What is expected:
Pull every line with "invoking" from the data below and copy it.

--- Study material Enclosed Below ---

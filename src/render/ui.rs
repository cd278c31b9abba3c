//! Terminal rendering components.
//!
//! This module hosts the concrete terminal UI implementation along with the
//! supporting view/state structures and styling utilities.

pub mod renderer;
pub mod state;
pub mod terminal;
pub mod theme;

pub use renderer::UIRenderer;
pub use state::{Focus, ScreenLayout, ViewState};
pub use terminal::TerminalUI;
pub use theme::ColorTheme;

#[cfg(test)]
pub use renderer::tests::MockUIRenderer;
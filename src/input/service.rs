//! High-level input service.
//!
//! Consumes raw events, runs the whitelist-gated input state machine, and
//! yields domain-level `InputAction`s that the session loop consumes. Every
//! raw event is routed through exactly one path, so a single keystroke can
//! never produce two buffer mutations.

use crate::error::Result;
use crate::input::raw::{RawInputCollector, RawInputEvent};
use ratatui::crossterm::event::{Event, KeyCode, KeyEvent, KeyEventKind, KeyModifiers};
use regex::Regex;
use std::sync::atomic::{AtomicBool, Ordering};
use std::sync::Arc;
use std::thread;
use std::time::Duration;
use tokio::sync::mpsc::UnboundedSender;

/// Whitelist of characters allowed into the expression buffer via keystroke.
const WHITELIST_PATTERN: &str = r"\A[0-9/*\-+()^!]\z";

/// High-level input actions emitted by the state machine/service.
#[derive(Debug, Clone, PartialEq, Eq)]
pub enum InputAction {
    /// Append a whitelist-approved character to the expression buffer.
    AppendChar(char),
    /// Remove the last character of the expression buffer.
    DeleteLast,
    /// Submit the buffer for evaluation.
    Submit,
    /// Pointer press at terminal coordinates; resolved against the keypad by
    /// the session loop, which knows the current layout.
    Click { column: u16, row: u16 },
    /// Move focus between the expression field and the keypad surface.
    ToggleFocus,
    Quit,
    Resize { width: u16, height: u16 },
    NoAction,
    InvalidInput,
}

/// State machine that merges keyboard input into calculator actions.
///
/// Keystroke filtering is exactly one regex test against the single incoming
/// character; anything held with Control or Alt is rejected outright.
pub struct InputStateMachine {
    whitelist: Regex,
}

impl InputStateMachine {
    pub fn new() -> Self {
        Self {
            // The pattern is a compile-time constant, so construction cannot fail.
            whitelist: Regex::new(WHITELIST_PATTERN).expect("whitelist pattern is valid"),
        }
    }

    pub fn handle_key_event(&mut self, key_event: KeyEvent) -> InputAction {
        if key_event.kind != KeyEventKind::Press {
            return InputAction::NoAction;
        }

        match (key_event.code, key_event.modifiers) {
            (KeyCode::Char('c'), KeyModifiers::CONTROL) => InputAction::Quit,
            (KeyCode::Esc, _) => InputAction::Quit,
            (KeyCode::Enter, _) => InputAction::Submit,
            (KeyCode::Backspace, _) => InputAction::DeleteLast,
            (KeyCode::Tab, _) => InputAction::ToggleFocus,
            (KeyCode::Char('='), modifiers)
                if !modifiers.intersects(KeyModifiers::CONTROL | KeyModifiers::ALT) =>
            {
                InputAction::Submit
            }
            (KeyCode::Char(ch), modifiers)
                if !modifiers.intersects(KeyModifiers::CONTROL | KeyModifiers::ALT)
                    && self.is_allowed(ch) =>
            {
                InputAction::AppendChar(ch)
            }
            _ => InputAction::InvalidInput,
        }
    }

    /// One regex test against the single incoming character.
    fn is_allowed(&self, ch: char) -> bool {
        let mut buf = [0u8; 4];
        self.whitelist.is_match(ch.encode_utf8(&mut buf))
    }
}

impl Default for InputStateMachine {
    fn default() -> Self {
        Self::new()
    }
}

/// Service responsible for producing high-level `InputAction`s from terminal events.
pub struct InputService {
    state_machine: InputStateMachine,
    raw_input: RawInputCollector,
}

impl InputService {
    pub fn new() -> Self {
        Self {
            state_machine: InputStateMachine::new(),
            raw_input: RawInputCollector::new(),
        }
    }

    pub fn poll_action(&mut self, timeout: Option<Duration>) -> Result<Option<InputAction>> {
        match self.raw_input.poll_event(timeout)? {
            Some(raw_event) => Ok(self.process_raw_event(raw_event)),
            None => Ok(None),
        }
    }

    /// Feed a synthetic terminal event through the full pipeline (test hook).
    pub fn process_event(&mut self, event: Event) -> Option<InputAction> {
        self.raw_input.process_event(event);
        let raw_event = self.raw_input.pop_pending()?;
        self.process_raw_event(raw_event)
    }

    fn process_raw_event(&mut self, event: RawInputEvent) -> Option<InputAction> {
        let action = match event {
            RawInputEvent::Key(key_event) => self.state_machine.handle_key_event(key_event),
            RawInputEvent::Click { column, row } => InputAction::Click { column, row },
            RawInputEvent::Resize { width, height } => InputAction::Resize { width, height },
        };

        match action {
            InputAction::NoAction | InputAction::InvalidInput => None,
            _ => Some(action),
        }
    }
}

impl Default for InputService {
    fn default() -> Self {
        Self::new()
    }
}

/// Spawn a blocking thread that polls for terminal events and forwards actions to the session loop.
pub fn spawn_input_thread(
    tx: UnboundedSender<InputAction>,
    shutdown: Arc<AtomicBool>,
    poll_interval: Duration,
) -> thread::JoinHandle<()> {
    thread::spawn(move || {
        let mut service = InputService::new();
        while !shutdown.load(Ordering::SeqCst) {
            match service.poll_action(Some(poll_interval)) {
                Ok(Some(action)) => {
                    if tx.send(action).is_err() {
                        break;
                    }
                }
                Ok(None) => continue,
                Err(err) => {
                    log::error!("input thread error: {}", err);
                    break;
                }
            }
        }
    })
}

#[cfg(test)]
mod tests {
    use super::*;
    use proptest::prelude::*;
    use ratatui::crossterm::event::{MouseButton, MouseEvent, MouseEventKind};

    fn key(code: KeyCode) -> KeyEvent {
        KeyEvent::new(code, KeyModifiers::NONE)
    }

    fn key_with(code: KeyCode, modifiers: KeyModifiers) -> KeyEvent {
        KeyEvent::new(code, modifiers)
    }

    const WHITELIST: &str = "0123456789+-*/()^!";

    #[test]
    fn whitelisted_characters_append() {
        let mut sm = InputStateMachine::new();
        for ch in WHITELIST.chars() {
            assert_eq!(
                sm.handle_key_event(key(KeyCode::Char(ch))),
                InputAction::AppendChar(ch),
                "expected {ch:?} to append"
            );
        }
    }

    #[test]
    fn non_whitelisted_characters_are_rejected() {
        let mut sm = InputStateMachine::new();
        for ch in ['a', 'Z', '.', ' ', '%', '&', 'é'] {
            assert_eq!(
                sm.handle_key_event(key(KeyCode::Char(ch))),
                InputAction::InvalidInput,
                "expected {ch:?} to be rejected"
            );
        }
    }

    #[test]
    fn modifier_keystrokes_are_rejected() {
        let mut sm = InputStateMachine::new();
        assert_eq!(
            sm.handle_key_event(key_with(KeyCode::Char('7'), KeyModifiers::CONTROL)),
            InputAction::InvalidInput
        );
        assert_eq!(
            sm.handle_key_event(key_with(KeyCode::Char('+'), KeyModifiers::ALT)),
            InputAction::InvalidInput
        );
        assert_eq!(
            sm.handle_key_event(key_with(
                KeyCode::Char('='),
                KeyModifiers::CONTROL | KeyModifiers::ALT
            )),
            InputAction::InvalidInput
        );
    }

    #[test]
    fn submission_triggers() {
        let mut sm = InputStateMachine::new();
        assert_eq!(sm.handle_key_event(key(KeyCode::Enter)), InputAction::Submit);
        assert_eq!(
            sm.handle_key_event(key(KeyCode::Char('='))),
            InputAction::Submit
        );
    }

    #[test]
    fn backspace_deletes_and_escape_quits() {
        let mut sm = InputStateMachine::new();
        assert_eq!(
            sm.handle_key_event(key(KeyCode::Backspace)),
            InputAction::DeleteLast
        );
        assert_eq!(sm.handle_key_event(key(KeyCode::Esc)), InputAction::Quit);
        assert_eq!(
            sm.handle_key_event(key_with(KeyCode::Char('c'), KeyModifiers::CONTROL)),
            InputAction::Quit
        );
    }

    #[test]
    fn key_release_events_are_ignored() {
        let mut sm = InputStateMachine::new();
        let mut release = key(KeyCode::Char('7'));
        release.kind = KeyEventKind::Release;
        assert_eq!(sm.handle_key_event(release), InputAction::NoAction);
    }

    #[test]
    fn service_filters_rejected_input() {
        let mut service = InputService::new();
        assert_eq!(
            service.process_event(Event::Key(key(KeyCode::Char('x')))),
            None
        );
        assert_eq!(
            service.process_event(Event::Key(key(KeyCode::Char('3')))),
            Some(InputAction::AppendChar('3'))
        );
    }

    #[test]
    fn each_keystroke_yields_at_most_one_action() {
        let mut service = InputService::new();
        assert_eq!(
            service.process_event(Event::Key(key(KeyCode::Char('7')))),
            Some(InputAction::AppendChar('7'))
        );
        // Nothing left over: the event was consumed by exactly one path.
        assert!(service.raw_input.is_idle());
    }

    #[test]
    fn clicks_pass_through_with_coordinates() {
        let mut service = InputService::new();
        let click = Event::Mouse(MouseEvent {
            kind: MouseEventKind::Down(MouseButton::Left),
            column: 8,
            row: 9,
            modifiers: KeyModifiers::NONE,
        });
        assert_eq!(
            service.process_event(click),
            Some(InputAction::Click { column: 8, row: 9 })
        );
    }

    proptest! {
        /// For every possible character, the state machine appends it iff it is
        /// in the whitelist; `=` submits; everything else is rejected.
        #[test]
        fn whitelist_invariant_holds_for_all_chars(ch in any::<char>()) {
            let mut sm = InputStateMachine::new();
            let action = sm.handle_key_event(KeyEvent::new(
                KeyCode::Char(ch),
                KeyModifiers::NONE,
            ));
            if WHITELIST.contains(ch) {
                prop_assert_eq!(action, InputAction::AppendChar(ch));
            } else if ch == '=' {
                prop_assert_eq!(action, InputAction::Submit);
            } else {
                prop_assert_eq!(action, InputAction::InvalidInput);
            }
        }
    }
}
//! On-screen keypad definition and hit-testing.
//!
//! Every virtual button carries its action as a tagged enum decoded once when
//! the grid is built, so clicking never re-parses labels or re-validates
//! characters. Append buttons only ever carry whitelisted literals.

use ratatui::layout::Rect;

/// Action baked into a virtual button at grid construction time.
#[derive(Debug, Clone, Copy, PartialEq, Eq)]
pub enum ButtonAction {
    /// Append a fixed, pre-validated literal character to the expression.
    Append(char),
    /// Remove the last character of the expression.
    DeleteLast,
    /// Empty the expression and the error slot.
    ClearAll,
    /// Submit the expression to the evaluator.
    Submit,
    /// Invoke the evaluator's diagnostic self-test.
    Probe,
}

/// A single keypad button: display label plus its decoded action.
#[derive(Debug, Clone, Copy, PartialEq, Eq)]
pub struct Button {
    pub label: &'static str,
    pub action: ButtonAction,
}

impl Button {
    const fn literal(label: &'static str, ch: char) -> Self {
        Self {
            label,
            action: ButtonAction::Append(ch),
        }
    }

    const fn command(label: &'static str, action: ButtonAction) -> Self {
        Self { label, action }
    }
}

/// Fixed keypad layout shared by the renderer and the click hit-test.
///
/// Both sides derive cell geometry from [`ButtonGrid::cells`], so a click on a
/// drawn button always resolves to that button's action.
#[derive(Debug, Clone)]
pub struct ButtonGrid {
    rows: Vec<Vec<Button>>,
}

impl ButtonGrid {
    /// The standard calculator keypad.
    pub fn standard() -> Self {
        Self {
            rows: vec![
                vec![
                    Button::command("AC", ButtonAction::ClearAll),
                    Button::command("DEL", ButtonAction::DeleteLast),
                    Button::literal("^", '^'),
                    Button::literal("!", '!'),
                ],
                vec![
                    Button::literal("(", '('),
                    Button::literal(")", ')'),
                    Button::literal("*", '*'),
                    Button::literal("/", '/'),
                ],
                vec![
                    Button::literal("7", '7'),
                    Button::literal("8", '8'),
                    Button::literal("9", '9'),
                    Button::literal("-", '-'),
                ],
                vec![
                    Button::literal("4", '4'),
                    Button::literal("5", '5'),
                    Button::literal("6", '6'),
                    Button::literal("+", '+'),
                ],
                vec![
                    Button::literal("1", '1'),
                    Button::literal("2", '2'),
                    Button::literal("3", '3'),
                    Button::command("=", ButtonAction::Submit),
                ],
                vec![
                    Button::literal("0", '0'),
                    Button::command("TEST", ButtonAction::Probe),
                ],
            ],
        }
    }

    pub fn rows(&self) -> &[Vec<Button>] {
        &self.rows
    }

    /// Compute the screen cell for every button inside `area`.
    ///
    /// Rows share the area height evenly; each row shares its width evenly
    /// between its buttons. Remainder cells at the right/bottom edges stay
    /// unused rather than stretching the last button.
    pub fn cells(&self, area: Rect) -> Vec<(Rect, Button)> {
        let row_count = self.rows.len() as u16;
        if row_count == 0 || area.width == 0 {
            return Vec::new();
        }
        let cell_height = area.height / row_count;
        if cell_height == 0 {
            return Vec::new();
        }

        let mut cells = Vec::new();
        for (row_index, row) in self.rows.iter().enumerate() {
            let button_count = row.len() as u16;
            if button_count == 0 {
                continue;
            }
            let cell_width = area.width / button_count;
            if cell_width == 0 {
                continue;
            }
            let y = area.y + row_index as u16 * cell_height;
            for (col_index, button) in row.iter().enumerate() {
                let x = area.x + col_index as u16 * cell_width;
                cells.push((Rect::new(x, y, cell_width, cell_height), *button));
            }
        }
        cells
    }

    /// Resolve a click at `(column, row)` against the grid laid out in `area`.
    pub fn hit(&self, area: Rect, column: u16, row: u16) -> Option<ButtonAction> {
        self.cells(area)
            .into_iter()
            .find(|(cell, _)| {
                column >= cell.x
                    && column < cell.x + cell.width
                    && row >= cell.y
                    && row < cell.y + cell.height
            })
            .map(|(_, button)| button.action)
    }
}

impl Default for ButtonGrid {
    fn default() -> Self {
        Self::standard()
    }
}
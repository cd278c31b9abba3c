//! Evaluator subsystem.
//!
//! The calculator front-end never parses or computes expressions itself; it
//! hands the raw buffer to an external evaluator and interprets the response
//! string. This module owns that boundary: the [`EvaluatorService`] trait, the
//! response classification rule, the subprocess transport, and the worker loop
//! that keeps evaluation off the UI path.

pub mod service;
pub mod worker;

pub use service::{CommandEvaluator, EvalOutcome, EvaluatorService, ERROR_MARKER};
pub use worker::eval_worker_loop;
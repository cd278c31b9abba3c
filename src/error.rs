//! Error types and handling infrastructure for tcalc.
//!
//! This module provides a centralized error handling system using `thiserror` for
//! custom error types and `anyhow` for application-level error handling with context.
//!
//! ## Design Principles
//!
//! - **User-friendly messages**: Errors should provide actionable feedback
//! - **Data over exceptions**: evaluation failures flow through the response
//!   channel as ordinary strings; only transport and terminal failures become
//!   `TcalcError`
//! - **Consistency**: Standardized Result type across all modules

use thiserror::Error;

/// The main error type for tcalc operations.
///
/// This enum covers the failure conditions that can occur while driving the
/// terminal, invoking the external evaluator, or shuttling events between
/// threads. Note that an expression the evaluator rejects is *not* an error
/// at this level; it comes back as an error-tagged response string and lands
/// in the error slot.
#[derive(Error, Debug)]
pub enum TcalcError {
    /// UI and terminal related errors
    #[error("UI operation failed: {message}")]
    UiError { message: String },

    /// Failures invoking the external evaluator (spawn, pipe, decode)
    #[error("Evaluator invocation failed: {message}")]
    EvaluatorError { message: String },

    /// Raw input collection errors (terminal event polling)
    #[error("Input collection failed: {message}")]
    InputError { message: String },

    /// Generic error for cases not covered by specific variants
    #[error("Operation failed: {message}")]
    Other { message: String },
}

/// Standard Result type for tcalc operations.
pub type Result<T> = std::result::Result<T, TcalcError>;

impl TcalcError {
    /// Create a UiError with a descriptive message
    pub fn ui(message: impl Into<String>) -> Self {
        Self::UiError {
            message: message.into(),
        }
    }

    /// Create an EvaluatorError with a descriptive message
    pub fn evaluator(message: impl Into<String>) -> Self {
        Self::EvaluatorError {
            message: message.into(),
        }
    }

    /// Create an InputError with a descriptive message
    pub fn input(message: impl Into<String>) -> Self {
        Self::InputError {
            message: message.into(),
        }
    }

    /// Create a generic Other error with a descriptive message
    pub fn other(message: impl Into<String>) -> Self {
        Self::Other {
            message: message.into(),
        }
    }
}

// Terminal and pipe IO failures surface while polling events or talking to
// the evaluator subprocess; both are infrastructure errors here.
impl From<std::io::Error> for TcalcError {
    fn from(err: std::io::Error) -> Self {
        Self::InputError {
            message: format!("IO operation failed: {}", err),
        }
    }
}

#[cfg(test)]
mod tests {
    use super::*;

    #[test]
    fn test_error_display_messages() {
        let ui_err = TcalcError::ui("terminal resize failed");
        assert_eq!(ui_err.to_string(), "UI operation failed: terminal resize failed");

        let eval_err = TcalcError::evaluator("process exited with status 1");
        assert_eq!(
            eval_err.to_string(),
            "Evaluator invocation failed: process exited with status 1"
        );
    }

    #[test]
    fn test_error_constructors() {
        let input_err = TcalcError::input("poll failed");
        assert!(matches!(input_err, TcalcError::InputError { .. }));

        let other_err = TcalcError::other("unknown error");
        assert!(matches!(other_err, TcalcError::Other { .. }));
    }

    #[test]
    fn test_io_error_conversion() {
        let io_err = std::io::Error::new(std::io::ErrorKind::BrokenPipe, "pipe closed");
        let err: TcalcError = io_err.into();
        assert!(matches!(err, TcalcError::InputError { .. }));
    }

    #[test]
    fn test_result_type_alias() {
        fn returns_result() -> Result<String> {
            Ok("success".to_string())
        }

        assert_eq!(returns_result().unwrap(), "success");
    }
}
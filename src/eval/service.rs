//! Evaluator service contract and the subprocess-backed implementation.

use crate::error::{Result, TcalcError};
use async_trait::async_trait;
use std::ffi::OsString;
use std::process::Stdio;
use tokio::io::AsyncWriteExt;
use tokio::process::Command;

/// Substring marking an evaluator response as an error.
///
/// This containment test is the entire error/success discriminator exposed by
/// the evaluator contract: there is no status code or structured error
/// object. A legitimate result containing the substring would be
/// misclassified; the contract makes that the evaluator's problem, not ours.
pub const ERROR_MARKER: &str = "error";

/// Classified evaluator response.
#[derive(Debug, Clone, PartialEq, Eq)]
pub enum EvalOutcome {
    /// Normalized result text; replaces the expression buffer verbatim.
    Value(String),
    /// Error text; lands in the error slot, buffer untouched.
    Error(String),
}

impl EvalOutcome {
    /// Apply the substring classification rule to a raw response.
    pub fn classify(response: String) -> Self {
        if response.contains(ERROR_MARKER) {
            Self::Error(response)
        } else {
            Self::Value(response)
        }
    }
}

/// External collaborator that computes expression strings.
///
/// `process` is one-shot and opaque: malformed expressions, division by zero,
/// and every other evaluation failure come back in-band as error-tagged text.
/// `test` runs the evaluator's own diagnostic suite; its report is displayed,
/// never interpreted.
#[async_trait]
pub trait EvaluatorService: Send + Sync {
    async fn process(&self, input: &str) -> Result<String>;

    async fn test(&self) -> Result<String>;
}

/// Evaluator reached by spawning a subprocess per request.
///
/// The expression is written to the child's stdin and the full stdout is the
/// response. The diagnostic probe runs the same program with `--self-test`.
pub struct CommandEvaluator {
    program: OsString,
    args: Vec<OsString>,
}

impl CommandEvaluator {
    pub fn new(program: impl Into<OsString>, args: Vec<OsString>) -> Self {
        Self {
            program: program.into(),
            args,
        }
    }

    async fn run(&self, extra_arg: Option<&str>, stdin_payload: Option<&str>) -> Result<String> {
        let mut command = Command::new(&self.program);
        command
            .args(&self.args)
            .stdin(Stdio::piped())
            .stdout(Stdio::piped())
            .stderr(Stdio::null());
        if let Some(arg) = extra_arg {
            command.arg(arg);
        }

        let mut child = command
            .spawn()
            .map_err(|err| TcalcError::evaluator(format!("failed to spawn evaluator: {}", err)))?;

        if let Some(payload) = stdin_payload {
            let mut stdin = child
                .stdin
                .take()
                .ok_or_else(|| TcalcError::evaluator("evaluator stdin unavailable"))?;
            stdin
                .write_all(payload.as_bytes())
                .await
                .map_err(|err| TcalcError::evaluator(format!("failed to write input: {}", err)))?;
            // Dropping the handle closes the pipe so the child sees EOF.
            drop(stdin);
        }

        let output = child
            .wait_with_output()
            .await
            .map_err(|err| TcalcError::evaluator(format!("evaluator did not finish: {}", err)))?;

        if !output.status.success() {
            return Err(TcalcError::evaluator(format!(
                "evaluator exited with {}",
                output.status
            )));
        }

        let text = String::from_utf8(output.stdout)
            .map_err(|_| TcalcError::evaluator("evaluator produced non-UTF-8 output"))?;
        Ok(text.trim_end_matches(['\r', '\n']).to_string())
    }
}

#[async_trait]
impl EvaluatorService for CommandEvaluator {
    async fn process(&self, input: &str) -> Result<String> {
        self.run(None, Some(input)).await
    }

    async fn test(&self) -> Result<String> {
        self.run(Some("--self-test"), None).await
    }
}
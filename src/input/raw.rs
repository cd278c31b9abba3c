//! Low-level input collection: crossterm polling and translation into primitive
//! events that the higher-level input service can consume.

use crate::error::Result;
use ratatui::crossterm::event::{self, Event, KeyEvent, MouseButton, MouseEvent, MouseEventKind};
use std::collections::VecDeque;
use std::time::Duration;

/// Poll timeout used when the caller does not provide one.
const DEFAULT_POLL_TIMEOUT_MS: u64 = 50;

/// Low-level events surfaced by the raw input collector.
#[derive(Debug, Clone, PartialEq)]
pub enum RawInputEvent {
    Key(KeyEvent),
    /// Left mouse button press at terminal cell coordinates.
    Click {
        column: u16,
        row: u16,
    },
    Resize {
        width: u16,
        height: u16,
    },
}

/// Collector that polls crossterm for events and queues the ones we care about.
///
/// Key presses, left-button clicks, and resizes pass through; everything else
/// (mouse motion, drags, scroll, focus events) is dropped here so the state
/// machine never sees it.
#[derive(Debug, Default)]
pub struct RawInputCollector {
    pending_events: VecDeque<RawInputEvent>,
}

impl RawInputCollector {
    pub fn new() -> Self {
        Self {
            pending_events: VecDeque::new(),
        }
    }

    /// Check whether the collector has no queued events.
    pub fn is_idle(&self) -> bool {
        self.pending_events.is_empty()
    }

    /// Process a synthetic event (primarily used by unit tests).
    pub fn process_event(&mut self, event: Event) {
        self.enqueue_event(event);
    }

    /// Retrieve the next raw input event, blocking up to `timeout`.
    pub fn poll_event(&mut self, timeout: Option<Duration>) -> Result<Option<RawInputEvent>> {
        if let Some(pending) = self.pop_pending() {
            return Ok(Some(pending));
        }

        let poll_timeout = timeout.unwrap_or(Duration::from_millis(DEFAULT_POLL_TIMEOUT_MS));
        if !event::poll(poll_timeout)? {
            return Ok(None);
        }

        let event = event::read()?;
        self.enqueue_event(event);
        Ok(self.pop_pending())
    }

    fn enqueue_event(&mut self, event: Event) {
        match event {
            Event::Key(key_event) => {
                self.pending_events.push_back(RawInputEvent::Key(key_event));
            }
            Event::Resize(width, height) => {
                self.pending_events
                    .push_back(RawInputEvent::Resize { width, height });
            }
            Event::Mouse(mouse_event) => {
                if let Some(click) = Self::translate_mouse_event(mouse_event) {
                    self.pending_events.push_back(click);
                }
            }
            _ => {}
        }
    }

    fn translate_mouse_event(mouse_event: MouseEvent) -> Option<RawInputEvent> {
        match mouse_event.kind {
            MouseEventKind::Down(MouseButton::Left) => Some(RawInputEvent::Click {
                column: mouse_event.column,
                row: mouse_event.row,
            }),
            _ => None,
        }
    }

    /// Pop the next pending raw event without polling crossterm.
    pub fn pop_pending(&mut self) -> Option<RawInputEvent> {
        self.pending_events.pop_front()
    }
}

--- End of Enclosed Study material ---

Exercise result:
/// terminal, invoking the external evaluator, or shuttling events between
    /// Failures invoking the external evaluator (spawn, pipe, decode)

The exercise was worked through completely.